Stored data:

= Beginning of Section =

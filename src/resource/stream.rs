use crate::resource::{Event, Resource};
use parking_lot::{Condvar, Mutex};
use std::{
    collections::VecDeque,
    fmt,
    io,
    panic::{AssertUnwindSafe, catch_unwind},
    sync::Arc,
    thread::{self, JoinHandle},
};
use tracing::{debug, error};

type Command = Box<dyn FnOnce() + Send + 'static>;

/// An in-order queue of host closures executed by one dedicated thread.
///
/// Models an asynchronous device stream: [`submit`](Self::submit) returns
/// immediately with an event, the work runs later in submission order. Used
/// to drive graph nodes whose work lives on a different resource than the
/// graph itself.
pub struct Stream {
    shared: Arc<Shared>,
    worker: Option<JoinHandle<()>>,
}

/// Event produced by a [`Stream`]. Complete once every command submitted up
/// to and including the one it marks has run.
#[derive(Clone)]
pub struct StreamEvent {
    seq: u64,
    shared: Arc<Shared>,
}

struct Shared {
    state: Mutex<State>,
    /// Signalled when commands are queued or shutdown is requested.
    queued: Condvar,
    /// Signalled whenever `completed` advances.
    progressed: Condvar,
}

#[derive(Default)]
struct State {
    commands: VecDeque<Command>,
    submitted: u64,
    completed: u64,
    shutdown: bool,
}

impl Stream {
    /// Spawn the worker thread backing a new stream.
    ///
    /// # Errors
    /// If the OS refuses to spawn the thread.
    pub fn new(name: impl Into<String>) -> io::Result<Self> {
        let shared = Arc::new(Shared {
            state: Mutex::new(State::default()),
            queued: Condvar::new(),
            progressed: Condvar::new(),
        });
        let worker_shared = Arc::clone(&shared);
        let name = name.into();
        debug!(stream = %name, "starting stream worker");
        let worker = thread::Builder::new()
            .name(name)
            .spawn(move || worker_shared.work())?;
        Ok(Self {
            shared,
            worker: Some(worker),
        })
    }

    /// Queue `command` behind everything submitted before it.
    pub fn submit(&self, command: impl FnOnce() + Send + 'static) -> StreamEvent {
        let seq = {
            let mut state = self.shared.state.lock();
            state.commands.push_back(Box::new(command));
            state.submitted += 1;
            state.submitted
        };
        self.shared.queued.notify_one();
        StreamEvent {
            seq,
            shared: Arc::clone(&self.shared),
        }
    }
}

impl Shared {
    fn work(&self) {
        loop {
            let command = {
                let mut state = self.state.lock();
                loop {
                    if let Some(command) = state.commands.pop_front() {
                        break command;
                    }
                    if state.shutdown {
                        return;
                    }
                    self.queued.wait(&mut state);
                }
            };
            if catch_unwind(AssertUnwindSafe(command)).is_err() {
                error!("stream command panicked");
            }
            self.state.lock().completed += 1;
            self.progressed.notify_all();
        }
    }

    fn wait_until(&self, seq: u64) {
        let mut state = self.state.lock();
        while state.completed < seq {
            self.progressed.wait(&mut state);
        }
    }
}

impl Event for StreamEvent {
    fn wait(&self) {
        self.shared.wait_until(self.seq);
    }

    fn is_complete(&self) -> bool {
        self.shared.state.lock().completed >= self.seq
    }
}

impl Resource for Stream {
    type Event = StreamEvent;

    fn wait(&self) {
        let submitted = self.shared.state.lock().submitted;
        self.shared.wait_until(submitted);
    }

    fn wait_for<E: Event + ?Sized>(&self, event: &E) {
        event.wait();
    }

    fn get_event(&self) -> StreamEvent {
        StreamEvent {
            seq: self.shared.state.lock().submitted,
            shared: Arc::clone(&self.shared),
        }
    }
}

impl Drop for Stream {
    fn drop(&mut self) {
        self.shared.state.lock().shutdown = true;
        self.shared.queued.notify_all();
        if let Some(worker) = self.worker.take() {
            // The worker drains the queue before it observes the shutdown.
            if worker.join().is_err() {
                error!("stream worker terminated abnormally");
            }
        }
    }
}

impl fmt::Debug for Stream {
    fn fmt(&self, f: &mut fmt::Formatter<'_>) -> fmt::Result {
        let state = self.shared.state.lock();
        f.debug_struct("Stream")
            .field("submitted", &state.submitted)
            .field("completed", &state.completed)
            .finish_non_exhaustive()
    }
}

impl fmt::Debug for StreamEvent {
    fn fmt(&self, f: &mut fmt::Formatter<'_>) -> fmt::Result {
        f.debug_struct("StreamEvent")
            .field("seq", &self.seq)
            .finish_non_exhaustive()
    }
}
use core::{
    fmt,
    marker::PhantomData,
    mem::{align_of, offset_of, size_of},
    ptr::NonNull,
};

/// Maximum alignment supported for stored jobs. Every record, and every
/// block handed out by a [`WorkAllocator`](crate::work::WorkAllocator), is
/// aligned to it.
pub const MAX_ALIGN: usize = 16;

/// Offset of the job object inside every record, whatever the job's size.
pub(crate) const OBJ_OFFSET: usize = size_of::<JobHeader<()>>();

/// A callable that can be type-erased into work storage.
///
/// Implemented for every `Fn(A)` closure that is `Send + Sync + 'static`.
pub trait Job<A>: Send + Sync + 'static {
    /// Run the job with this run's arguments.
    fn call(&self, args: A);
}

impl<A, F> Job<A> for F
where
    F: Fn(A) + Send + Sync + 'static,
{
    fn call(&self, args: A) {
        self(args);
    }
}

/// Per-type dispatch table for type-erased jobs.
///
/// One instance exists per concrete job type (see [`Vtable::of`]), shared by
/// every record of that type.
pub struct Vtable<A: 'static> {
    /// Move the object at `src` into uninitialized memory at `dest`. The
    /// source is left logically uninitialized and must not be destroyed.
    pub(crate) move_construct: unsafe fn(dest: *mut u8, src: *mut u8),
    pub(crate) call: unsafe fn(obj: *const u8, args: A),
    pub(crate) destroy: unsafe fn(obj: *mut u8),
    /// Bytes one record of this type occupies in storage.
    pub(crate) size: usize,
}

struct VtableOf<T, A>(PhantomData<fn(A) -> T>);

impl<T: Job<A>, A: 'static> VtableOf<T, A> {
    const VTABLE: &'static Vtable<A> = &Vtable {
        move_construct: move_construct::<T>,
        call: call::<T, A>,
        destroy: destroy::<T>,
        size: record_size::<T, A>(),
    };
}

impl<A: 'static> Vtable<A> {
    /// The vtable of job type `T`.
    #[must_use]
    pub fn of<T: Job<A>>() -> &'static Self {
        VtableOf::<T, A>::VTABLE
    }

    /// Bytes one record of this job type occupies in storage.
    #[must_use]
    pub fn size(&self) -> usize {
        self.size
    }
}

impl<A: 'static> fmt::Debug for Vtable<A> {
    fn fmt(&self, f: &mut fmt::Formatter<'_>) -> fmt::Result {
        f.debug_struct("Vtable")
            .field("size", &self.size)
            .finish_non_exhaustive()
    }
}

unsafe fn move_construct<T>(dest: *mut u8, src: *mut u8) {
    // SAFETY: both pointers address properly aligned `T` slots, `src` is
    // initialized and `dest` is not. Reading leaves `src` logically moved-from.
    unsafe { dest.cast::<T>().write(src.cast::<T>().read()) }
}

unsafe fn call<T: Job<A>, A>(obj: *const u8, args: A) {
    // SAFETY: `obj` addresses an initialized `T`.
    unsafe { (*obj.cast::<T>()).call(args) }
}

unsafe fn destroy<T>(obj: *mut u8) {
    // SAFETY: `obj` addresses an initialized `T` that is never used again.
    unsafe { obj.cast::<T>().drop_in_place() }
}

/// Fixed-layout prefix of every record.
///
/// `align(16)` pads the header to `MAX_ALIGN` on every target, which puts the
/// object at `OBJ_OFFSET` for any job type whose alignment does not exceed
/// `MAX_ALIGN`.
#[repr(C, align(16))]
pub(crate) struct JobHeader<A: 'static> {
    vtable: &'static Vtable<A>,
    call: unsafe fn(obj: *const u8, args: A),
}

#[repr(C)]
struct JobRecord<T, A: 'static> {
    header: JobHeader<A>,
    obj: T,
}

pub(crate) const fn round_up(bytes: usize) -> usize {
    bytes.next_multiple_of(MAX_ALIGN)
}

const fn record_size<T, A: 'static>() -> usize {
    round_up(size_of::<JobRecord<T, A>>())
}

/// Record size for job type `T`, as it will be laid out in storage.
pub(crate) fn record_size_of<T: Job<A>, A: 'static>() -> usize {
    Vtable::<A>::of::<T>().size
}

/// Construct a record for `job` at `ptr`.
///
/// # Safety
/// `ptr` must be aligned to `MAX_ALIGN` and valid for writes of
/// `record_size_of::<T, A>()` bytes.
pub(crate) unsafe fn construct<T: Job<A>, A: 'static>(ptr: *mut u8, job: T) {
    const {
        assert!(
            align_of::<T>() <= MAX_ALIGN,
            "job alignment exceeds MAX_ALIGN"
        );
    }
    debug_assert_eq!(offset_of!(JobRecord<T, A>, obj), OBJ_OFFSET);
    let vtable = Vtable::<A>::of::<T>();
    // SAFETY: guaranteed by the caller.
    unsafe {
        ptr.cast::<JobRecord<T, A>>().write(JobRecord {
            header: JobHeader {
                vtable,
                call: vtable.call,
            },
            obj: job,
        });
    }
}

/// Move the record at `src` to `dest` and leave `src` uninitialized.
///
/// # Safety
/// `src` must hold an initialized record, `dest` must be aligned and valid
/// for writes of that record's size, and the two must not overlap.
pub(crate) unsafe fn relocate<A: 'static>(dest: *mut u8, src: *mut u8) {
    // SAFETY: guaranteed by the caller.
    unsafe {
        let header = src.cast::<JobHeader<A>>().read();
        let move_construct = header.vtable.move_construct;
        dest.cast::<JobHeader<A>>().write(header);
        move_construct(dest.add(OBJ_OFFSET), src.add(OBJ_OFFSET));
    }
}

/// Drop the job object of the record at `ptr`.
///
/// # Safety
/// `ptr` must hold an initialized record that is never used again.
pub(crate) unsafe fn destroy_record<A: 'static>(ptr: *mut u8) {
    // SAFETY: guaranteed by the caller.
    unsafe {
        let vtable = (*ptr.cast::<JobHeader<A>>()).vtable;
        (vtable.destroy)(ptr.add(OBJ_OFFSET));
    }
}

/// Size of the initialized record at `ptr`.
///
/// # Safety
/// `ptr` must hold an initialized record.
pub(crate) unsafe fn record_size_at<A: 'static>(ptr: *const u8) -> usize {
    unsafe { (*ptr.cast::<JobHeader<A>>()).vtable.size }
}

/// Generic read-only view of one stored job.
pub struct JobRef<'a, A: 'static> {
    ptr: NonNull<u8>,
    _marker: PhantomData<&'a JobHeader<A>>,
}

impl<A: 'static> Clone for JobRef<'_, A> {
    fn clone(&self) -> Self {
        *self
    }
}

impl<A: 'static> Copy for JobRef<'_, A> {}

impl<'a, A: 'static> JobRef<'a, A> {
    /// # Safety
    /// `ptr` must hold an initialized record that outlives `'a` and is not
    /// mutated during `'a`.
    pub(crate) unsafe fn new(ptr: NonNull<u8>) -> Self {
        Self {
            ptr,
            _marker: PhantomData,
        }
    }

    fn header(&self) -> &'a JobHeader<A> {
        // SAFETY: upheld by `JobRef::new`.
        unsafe { self.ptr.cast::<JobHeader<A>>().as_ref() }
    }

    /// Invoke the stored job.
    pub fn call(self, args: A) {
        let call = self.header().call;
        // SAFETY: the record is initialized and the call pointer belongs to
        // its vtable.
        unsafe { call(self.ptr.as_ptr().add(OBJ_OFFSET), args) }
    }

    /// The job's vtable.
    #[must_use]
    pub fn vtable(&self) -> &'static Vtable<A> {
        self.header().vtable
    }

    /// Bytes this record occupies in storage.
    #[must_use]
    pub fn size(&self) -> usize {
        self.vtable().size
    }
}

impl<A: 'static> fmt::Debug for JobRef<'_, A> {
    fn fmt(&self, f: &mut fmt::Formatter<'_>) -> fmt::Result {
        f.debug_struct("JobRef")
            .field("ptr", &self.ptr)
            .field("size", &self.size())
            .finish()
    }
}

#[cfg(test)]
mod tests {
    use super::*;

    #[test]
    fn header_pads_to_max_align() {
        assert_eq!(OBJ_OFFSET, MAX_ALIGN);
        assert_eq!(offset_of!(JobRecord<u8, u32>, obj), OBJ_OFFSET);
        assert_eq!(offset_of!(JobRecord<[u64; 8], ()>, obj), OBJ_OFFSET);
    }

    #[test]
    fn record_sizes_are_rounded() {
        let small = |(): ()| {};
        let payload = [0u8; 64];
        let large = move |(): ()| {
            core::hint::black_box(&payload);
        };
        assert_eq!(Vtable::<()>::of::<fn(())>().size % MAX_ALIGN, 0);
        assert_eq!(size_of_job(&small), OBJ_OFFSET);
        assert_eq!(size_of_job(&large), OBJ_OFFSET + 64);
    }

    fn size_of_job<T: Job<()>>(_: &T) -> usize {
        record_size_of::<T, ()>()
    }
}
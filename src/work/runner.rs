use crate::work::storage::WorkStorage;
use rayon::prelude::*;

/// Strategy for invoking every job of a [`WorkStorage`] once.
///
/// Running never mutates or destroys the storage, so the same storage can be
/// run any number of times.
pub trait WorkRunner: Default + Send + Sync {
    /// Invoke every stored job with `args`.
    fn run<A, S>(&self, storage: &S, args: A)
    where
        A: Copy + Send + Sync + 'static,
        S: WorkStorage<A>;
}

/// Runs jobs on the calling thread in enqueue order.
#[derive(Debug, Default, Clone, Copy, PartialEq, Eq)]
pub struct Ordered;

/// Runs jobs on the calling thread in reverse enqueue order.
#[derive(Debug, Default, Clone, Copy, PartialEq, Eq)]
pub struct Reverse;

/// Runs jobs in parallel on the rayon pool, in no particular order.
#[derive(Debug, Default, Clone, Copy, PartialEq, Eq)]
pub struct Unordered;

impl WorkRunner for Ordered {
    fn run<A, S>(&self, storage: &S, args: A)
    where
        A: Copy + Send + Sync + 'static,
        S: WorkStorage<A>,
    {
        for job in storage.iter() {
            job.call(args);
        }
    }
}

impl WorkRunner for Reverse {
    fn run<A, S>(&self, storage: &S, args: A)
    where
        A: Copy + Send + Sync + 'static,
        S: WorkStorage<A>,
    {
        for job in storage.iter().rev() {
            job.call(args);
        }
    }
}

impl WorkRunner for Unordered {
    fn run<A, S>(&self, storage: &S, args: A)
    where
        A: Copy + Send + Sync + 'static,
        S: WorkStorage<A>,
    {
        (0..storage.len()).into_par_iter().for_each(|idx| {
            if let Some(job) = storage.get(idx) {
                job.call(args);
            }
        });
    }
}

= End of Section =

ABOUT THIS EXERCISE:
Find each line in the records holding the string "enqueue" and show it.

RESPONSE BELOW:
/// Runs jobs on the calling thread in enqueue order.
/// Runs jobs on the calling thread in reverse enqueue order.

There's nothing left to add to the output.